→ **Prompt**:
Please restate verbatim the lines that open the listing below, ending with the line in which "for (index, peer)" occurs.

→ **Given entries**:
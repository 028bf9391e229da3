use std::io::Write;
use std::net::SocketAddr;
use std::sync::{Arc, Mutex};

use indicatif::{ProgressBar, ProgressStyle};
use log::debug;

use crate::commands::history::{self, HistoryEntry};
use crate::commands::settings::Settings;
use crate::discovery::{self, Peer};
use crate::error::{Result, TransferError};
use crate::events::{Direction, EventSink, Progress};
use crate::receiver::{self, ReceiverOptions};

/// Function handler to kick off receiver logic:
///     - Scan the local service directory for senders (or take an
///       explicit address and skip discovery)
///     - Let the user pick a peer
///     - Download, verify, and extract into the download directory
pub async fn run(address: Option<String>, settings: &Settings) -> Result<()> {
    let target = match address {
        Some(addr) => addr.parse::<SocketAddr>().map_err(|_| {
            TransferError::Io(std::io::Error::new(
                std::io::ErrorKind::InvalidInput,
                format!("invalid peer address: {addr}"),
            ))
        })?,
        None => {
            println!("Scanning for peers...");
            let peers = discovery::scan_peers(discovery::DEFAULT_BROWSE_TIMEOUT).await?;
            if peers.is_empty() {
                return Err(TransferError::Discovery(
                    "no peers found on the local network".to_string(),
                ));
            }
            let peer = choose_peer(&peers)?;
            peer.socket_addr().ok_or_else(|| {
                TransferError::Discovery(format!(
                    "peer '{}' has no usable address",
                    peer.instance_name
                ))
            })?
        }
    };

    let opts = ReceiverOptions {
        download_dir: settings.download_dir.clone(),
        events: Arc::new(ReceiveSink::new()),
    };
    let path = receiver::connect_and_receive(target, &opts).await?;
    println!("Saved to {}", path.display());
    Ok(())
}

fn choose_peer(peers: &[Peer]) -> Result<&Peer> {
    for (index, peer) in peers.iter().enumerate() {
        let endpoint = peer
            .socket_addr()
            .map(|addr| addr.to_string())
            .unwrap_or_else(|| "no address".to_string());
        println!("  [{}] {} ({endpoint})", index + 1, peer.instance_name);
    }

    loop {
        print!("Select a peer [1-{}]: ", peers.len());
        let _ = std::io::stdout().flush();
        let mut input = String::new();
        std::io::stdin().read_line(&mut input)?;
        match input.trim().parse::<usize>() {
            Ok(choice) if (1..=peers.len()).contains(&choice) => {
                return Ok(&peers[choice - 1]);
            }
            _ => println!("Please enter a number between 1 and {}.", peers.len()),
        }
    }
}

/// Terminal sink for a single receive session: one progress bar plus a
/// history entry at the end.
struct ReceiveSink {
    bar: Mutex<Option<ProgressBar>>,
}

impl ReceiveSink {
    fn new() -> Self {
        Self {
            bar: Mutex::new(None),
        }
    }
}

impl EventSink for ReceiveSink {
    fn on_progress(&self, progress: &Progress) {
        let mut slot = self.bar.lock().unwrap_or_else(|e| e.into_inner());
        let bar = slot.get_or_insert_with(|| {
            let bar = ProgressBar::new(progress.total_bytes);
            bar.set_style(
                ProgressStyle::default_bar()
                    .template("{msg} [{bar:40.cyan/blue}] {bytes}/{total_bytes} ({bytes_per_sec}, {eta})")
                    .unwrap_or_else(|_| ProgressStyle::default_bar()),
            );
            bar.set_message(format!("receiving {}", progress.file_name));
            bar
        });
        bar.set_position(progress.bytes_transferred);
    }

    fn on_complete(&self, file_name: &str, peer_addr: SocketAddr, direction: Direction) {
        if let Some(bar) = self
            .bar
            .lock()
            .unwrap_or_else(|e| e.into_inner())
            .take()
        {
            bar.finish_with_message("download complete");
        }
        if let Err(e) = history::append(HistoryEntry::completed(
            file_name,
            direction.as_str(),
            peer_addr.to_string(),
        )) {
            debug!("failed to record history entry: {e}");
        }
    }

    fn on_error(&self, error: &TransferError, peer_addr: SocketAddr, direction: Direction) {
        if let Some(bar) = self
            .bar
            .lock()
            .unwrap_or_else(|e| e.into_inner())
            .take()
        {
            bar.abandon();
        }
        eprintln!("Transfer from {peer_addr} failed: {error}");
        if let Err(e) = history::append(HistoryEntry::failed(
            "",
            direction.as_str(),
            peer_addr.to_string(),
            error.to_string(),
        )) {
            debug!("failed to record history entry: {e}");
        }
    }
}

→ **Answer box**:
repository 028bf9391e229da3
use std::io::Write;
use std::net::SocketAddr;
use std::sync::{Arc, Mutex};

use indicatif::{ProgressBar, ProgressStyle};
use log::debug;

use crate::commands::history::{self, HistoryEntry};
use crate::commands::settings::Settings;
use crate::discovery::{self, Peer};
use crate::error::{Result, TransferError};
use crate::events::{Direction, EventSink, Progress};
use crate::receiver::{self, ReceiverOptions};

/// Function handler to kick off receiver logic:
///     - Scan the local service directory for senders (or take an
///       explicit address and skip discovery)
///     - Let the user pick a peer
///     - Download, verify, and extract into the download directory
pub async fn run(address: Option<String>, settings: &Settings) -> Result<()> {
    let target = match address {
        Some(addr) => addr.parse::<SocketAddr>().map_err(|_| {
            TransferError::Io(std::io::Error::new(
                std::io::ErrorKind::InvalidInput,
                format!("invalid peer address: {addr}"),
            ))
        })?,
        None => {
            println!("Scanning for peers...");
            let peers = discovery::scan_peers(discovery::DEFAULT_BROWSE_TIMEOUT).await?;
            if peers.is_empty() {
                return Err(TransferError::Discovery(
                    "no peers found on the local network".to_string(),
                ));
            }
            let peer = choose_peer(&peers)?;
            peer.socket_addr().ok_or_else(|| {
                TransferError::Discovery(format!(
                    "peer '{}' has no usable address",
                    peer.instance_name
                ))
            })?
        }
    };

    let opts = ReceiverOptions {
        download_dir: settings.download_dir.clone(),
        events: Arc::new(ReceiveSink::new()),
    };
    let path = receiver::connect_and_receive(target, &opts).await?;
    println!("Saved to {}", path.display());
    Ok(())
}

fn choose_peer(peers: &[Peer]) -> Result<&Peer> {
    for (index, peer) in peers.iter().enumerate() {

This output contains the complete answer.